EXERCISE DESCRIPTION: Return all of the entries, keeping every word and mark as it is.

INPUT FOR THIS TASK:
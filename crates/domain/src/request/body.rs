//! Probe request body

use serde::{Deserialize, Serialize};

use crate::error::{DomainError, DomainResult};

/// Body of a probe request.
#[derive(Debug, Clone, PartialEq, Eq, Serialize, Deserialize, Default)]
#[serde(tag = "type", content = "value", rename_all = "snake_case")]
pub enum RequestBody {
    /// No body
    #[default]
    None,
    /// JSON document, serialized when the request is built
    Json(serde_json::Value),
}

impl RequestBody {
    /// Creates a JSON body from any serializable value.
    ///
    /// # Errors
    ///
    /// Returns `DomainError::InvalidBody` if the value cannot be represented as JSON.
    pub fn json<T: Serialize>(value: &T) -> DomainResult<Self> {
        serde_json::to_value(value)
            .map(Self::Json)
            .map_err(|e| DomainError::InvalidBody(e.to_string()))
    }

    /// Returns whether the body is absent.
    #[must_use]
    pub const fn is_none(&self) -> bool {
        matches!(self, Self::None)
    }

    /// Returns the content type to advertise for this body.
    #[must_use]
    pub fn content_type(&self) -> Option<&'static str> {
        match self {
            Self::None => None,
            Self::Json(_) => Some(mime::APPLICATION_JSON.as_ref()),
        }
    }

    /// Serializes the body to the bytes sent on the wire.
    ///
    /// # Errors
    ///
    /// Returns `DomainError::InvalidBody` if serialization fails.
    pub fn to_bytes(&self) -> DomainResult<Vec<u8>> {
        match self {
            Self::None => Ok(Vec::new()),
            Self::Json(value) => {
                serde_json::to_vec(value).map_err(|e| DomainError::InvalidBody(e.to_string()))
            }
        }
    }
}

EXERCISE SOLUTION:
filename crates/domain/src/request/body.rs
//! Probe request body

use serde::{Deserialize, Serialize};

use crate::error::{DomainError, DomainResult};

/// Body of a probe request.
#[derive(Debug, Clone, PartialEq, Eq, Serialize, Deserialize, Default)]
#[serde(tag = "type", content = "value", rename_all = "snake_case")]
pub enum RequestBody {
    /// No body
    #[default]
    None,
    /// JSON document, serialized when the request is built
    Json(serde_json::Value),
}

impl RequestBody {
    /// Creates a JSON body from any serializable value.
    ///
    /// # Errors
    ///
    /// Returns `DomainError::InvalidBody` if the value cannot be represented as JSON.
    pub fn json<T: Serialize>(value: &T) -> DomainResult<Self> {
        serde_json::to_value(value)
            .map(Self::Json)
            .map_err(|e| DomainError::InvalidBody(e.to_string()))
    }

    /// Returns whether the body is absent.
    #[must_use]
    pub const fn is_none(&self) -> bool {
        matches!(self, Self::None)
    }

    /// Returns the content type to advertise for this body.
    #[must_use]
    pub fn content_type(&self) -> Option<&'static str> {
        match self {
            Self::None => None,
            Self::Json(_) => Some(mime::APPLICATION_JSON.as_ref()),
        }
    }

    /// Serializes the body to the bytes sent on the wire.
    ///
    /// # Errors
    ///
    /// Returns `DomainError::InvalidBody` if serialization fails.
    pub fn to_bytes(&self) -> DomainResult<Vec<u8>> {
        match self {
            Self::None => Ok(Vec::new()),
            Self::Json(value) => {
                serde_json::to_vec(value).map_err(|e| DomainError::InvalidBody(e.to_string()))
            }
        }
    }
}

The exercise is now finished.